┌──

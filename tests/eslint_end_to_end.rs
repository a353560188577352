//! ESLint through the full pipeline, with `npx` replaced by a stub that
//! prints what `eslint --format json` reports for `var x = 1`.
//!
//! Kept in its own test binary because it rewrites `PATH`.
#![cfg(unix)]

use std::os::unix::fs::PermissionsExt;
use std::path::PathBuf;

use healthgate::check::{self, Domain, Mode, Severity, EXIT_VIOLATIONS};
use healthgate::config;
use tempfile::TempDir;

const FAKE_NPX: &str = r#"#!/bin/sh
if [ "$1" != "eslint" ]; then
  echo "unexpected tool: $1" >&2
  exit 127
fi
root="$(pwd -P)"
cat <<JSON
[{"filePath":"$root/src/index.js","messages":[{"ruleId":"no-var","severity":2,"message":"Unexpected var, use let or const instead.","line":1,"column":1}],"errorCount":1,"warningCount":0}]
JSON
exit 1
"#;

#[tokio::test]
async fn test_no_var_fails_the_run() {
    let bin = TempDir::new().unwrap();
    let npx = bin.path().join("npx");
    std::fs::write(&npx, FAKE_NPX).unwrap();
    std::fs::set_permissions(&npx, std::fs::Permissions::from_mode(0o755)).unwrap();
    let path = std::env::var("PATH").unwrap_or_default();
    std::env::set_var("PATH", format!("{}:{}", bin.path().display(), path));

    let config_path = PathBuf::from(env!("CARGO_MANIFEST_DIR"))
        .join("testdata/projects/eslint")
        .join(config::CONFIG_FILE_NAME);
    let loaded = config::load(&config_path).await.unwrap();
    let result = check::run_project(&loaded, &[Domain::Code], Mode::Check).await;

    assert_eq!(result.exit_code(), EXIT_VIOLATIONS);
    let code = result.domain(Domain::Code).unwrap();
    assert_eq!(code.checks[0].name, "ESLint");
    let violation = &code.checks[0].violations[0];
    assert_eq!(violation.code.as_deref(), Some("no-var"));
    assert_eq!(violation.file.as_deref(), Some("src/index.js"));
    assert_eq!(violation.line, Some(1));
    assert_eq!(violation.severity, Severity::Error);
}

└──

DIRECTIONS:
The answer must reproduce every record exactly.

REPLY TO THE TASK:
filename tests/eslint_end_to_end.rs
repository a353560188577352
//! ESLint through the full pipeline, with `npx` replaced by a stub that
//! prints what `eslint --format json` reports for `var x = 1`.
//!
//! Kept in its own test binary because it rewrites `PATH`.
#![cfg(unix)]

use std::os::unix::fs::PermissionsExt;
use std::path::PathBuf;

use healthgate::check::{self, Domain, Mode, Severity, EXIT_VIOLATIONS};
use healthgate::config;
use tempfile::TempDir;

const FAKE_NPX: &str = r#"#!/bin/sh
if [ "$1" != "eslint" ]; then
  echo "unexpected tool: $1" >&2
  exit 127
fi
root="$(pwd -P)"
cat <<JSON
[{"filePath":"$root/src/index.js","messages":[{"ruleId":"no-var","severity":2,"message":"Unexpected var, use let or const instead.","line":1,"column":1}],"errorCount":1,"warningCount":0}]
JSON
exit 1
"#;

#[tokio::test]
async fn test_no_var_fails_the_run() {
    let bin = TempDir::new().unwrap();
    let npx = bin.path().join("npx");
    std::fs::write(&npx, FAKE_NPX).unwrap();
    std::fs::set_permissions(&npx, std::fs::Permissions::from_mode(0o755)).unwrap();
    let path = std::env::var("PATH").unwrap_or_default();
    std::env::set_var("PATH", format!("{}:{}", bin.path().display(), path));

    let config_path = PathBuf::from(env!("CARGO_MANIFEST_DIR"))
        .join("testdata/projects/eslint")
        .join(config::CONFIG_FILE_NAME);
    let loaded = config::load(&config_path).await.unwrap();
    let result = check::run_project(&loaded, &[Domain::Code], Mode::Check).await;

    assert_eq!(result.exit_code(), EXIT_VIOLATIONS);
    let code = result.domain(Domain::Code).unwrap();
    assert_eq!(code.checks[0].name, "ESLint");
    let violation = &code.checks[0].violations[0];
    assert_eq!(violation.code.as_deref(), Some("no-var"));
    assert_eq!(violation.file.as_deref(), Some("src/index.js"));
    assert_eq!(violation.line, Some(1));
    assert_eq!(violation.severity, Severity::Error);
}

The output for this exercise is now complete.